RuEn

Юность Мастера не боится

На старте нового сезона в театре «Мастерская Петра Фоменко» устроили «московский шабаш в двух частях с одним разоблачением». В своей версии «Мастера и Маргариты» режиссер Федор Малышев и актриса Полина Агуреева отказались и от мистики, и от романтики, а заодно и от советских реалий образца 30-х годов минувшего века. Резко сменив оптику, они оставили в фокусе то, что вне времени – трагедию таланта, любви и веры.

В новом здании «Мастерской Петра Фоменко» одна из колонн фойе днем и ночью демонстрирует портрет создателя этого театра. Кажется, что Петр Наумович из своего недоступного далека наблюдает за всем, что происходит в покинутых им владениях. Покинутых, но не оставленных. Зримо-незримое присутствие Мастера помогает его детищу не сбиться с пути поиска новых неведомых истин. 

Актерской режиссуре в «Мастерской» права были предоставлены еще при Фоменко. Количество ставящих артистов в этой труппе приближается к десятку. Постановщики «Мастера и Маргариты» – из этой когорты. Для Малышева пробой пера стал спектакль «Смешной человек»: моноспектакль по мотивам произведений Достоевского был заявлен как «концертданеконцерт». То, что затевалось как чистый эксперимент в рамках придуманного когда-то самим Петром Наумовичем проекта «Пробы и ошибки», в итоге превратилось в репертуарный спектакль.

В минувшем сезоне на Малой сцене появились «…Души», где Малышев снова выступил в трех ипостасях – автора инсценировки, режиссера и актера. Гоголевская эпопея была обращена постановщиком в карнавальную мениппею (подзабытый ныне жанр, получивший свое название в честь античного сатирика, жившего в III веке до н. э.). Для молодого поколения работа на стыках жанров – не только проявление тяги к самовыражению, но возможность завоевать доверие зрителя. Актерам, рискнувшим взяться за режиссуру, это, похоже, особенно важно. В силу специфики «основной» профессии, они интуитивно стараются выбирать аудиторию прицельно. Тогда как их дипломированные «соперники», по меткому выражению худрука «Мастерской» Евгения Каменьковича, пытаются обращаться сразу к космосу, отправляя свое послание без конкретного адреса.

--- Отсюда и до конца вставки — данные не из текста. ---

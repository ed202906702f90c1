//! Application state for the kiosk API.
//!
//! This module defines the shared application state that is available
//! to all request handlers.

use std::collections::HashMap;
use std::sync::{Arc, Mutex, PoisonError};

use crate::attendance::{ClockToggle, lock_toggle};
use crate::clock::Clock;
use crate::config::KioskConfig;
use crate::models::ClockStatus;
use crate::store::{EmployeeDirectory, EventStore};

/// Shared application state.
///
/// Contains the validated configuration, the storage collaborators, the
/// clock, and one [`ClockToggle`] per employee that has been toggled through
/// this process.
#[derive(Clone)]
pub struct AppState {
    config: Arc<KioskConfig>,
    store: Arc<dyn EventStore>,
    directory: Arc<dyn EmployeeDirectory>,
    clock: Arc<dyn Clock>,
    toggles: Arc<Mutex<HashMap<String, Arc<Mutex<ClockToggle>>>>>,
}

impl AppState {
    /// Creates a new application state.
    pub fn new(
        config: KioskConfig,
        store: Arc<dyn EventStore>,
        directory: Arc<dyn EmployeeDirectory>,
        clock: Arc<dyn Clock>,
    ) -> Self {
        Self {
            config: Arc::new(config),
            store,
            directory,
            clock,
            toggles: Arc::new(Mutex::new(HashMap::new())),
        }
    }

    /// Returns the kiosk configuration.
    pub fn config(&self) -> &KioskConfig {
        &self.config
    }

    /// Returns the event store.
    pub fn store(&self) -> &dyn EventStore {
        self.store.as_ref()
    }

    /// Returns the employee directory.
    pub fn directory(&self) -> &dyn EmployeeDirectory {
        self.directory.as_ref()
    }

    /// Returns the clock.
    pub fn clock(&self) -> &dyn Clock {
        self.clock.as_ref()
    }

    /// Returns the toggle state machine for an employee, creating it on first use.
    ///
    /// The confirmed status starts as `out`; every toggle re-derives it from
    /// the store before writing.
    pub fn toggle_for(&self, employee_id: &str) -> Arc<Mutex<ClockToggle>> {
        let mut toggles = self.toggles.lock().unwrap_or_else(PoisonError::into_inner);
        toggles
            .entry(employee_id.to_string())
            .or_insert_with(|| {
                Arc::new(Mutex::new(ClockToggle::new(
                    employee_id,
                    ClockStatus::Out,
                    self.config.cooldown(),
                )))
            })
            .clone()
    }

    /// Returns the optimistic status of every employee with a toggle write
    /// in flight.
    pub fn pending_statuses(&self) -> HashMap<String, ClockStatus> {
        let toggles = self.toggles.lock().unwrap_or_else(PoisonError::into_inner);
        toggles
            .iter()
            .filter_map(|(id, toggle)| {
                lock_toggle(toggle)
                    .pending_status()
                    .map(|status| (id.clone(), status))
            })
            .collect()
    }
}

Первая премьера «Мастерской» в новом сезоне выпущена уже тандемом Малышев–Агуреева и – на Большой сцене. Выбор постановщиками «Мастера и Маргариты» скорее закономерен, чем удивителен, несмотря на то, что булгаковский роман на московских подмостках существует как минимум в пяти версиях – МХТ им. Чехова, МХАТ им. Горького, СТИ Сергея Женовача, театра на Таганке и музея-театра «Булгаковский дом». Многообразие воплощений и трактовок отражает новый всплеск интереса к этому произведению, не угасающий на протяжении последнего десятилетия. И что интересно, среди тех, кто ставит его на первую позицию в списке любимых книг, преобладают читатели от 13 до 35. Долгое время считалось, что магия романа тем сильнее, чем лучше разбираешься в реалиях отраженной в нем эпохи. Однако на молодую аудиторию эта, казавшаяся незыблемой, аксиома явно не распространяется. Что же находят в нем те, для кого все триумфы и трагедии Страны Советов – пусть и не слишком давняя, но все-таки история? Ответом на этот вопрос в определенной мере можно считать спектакль, созданный Федором Малышевым и Полиной Агуреевой.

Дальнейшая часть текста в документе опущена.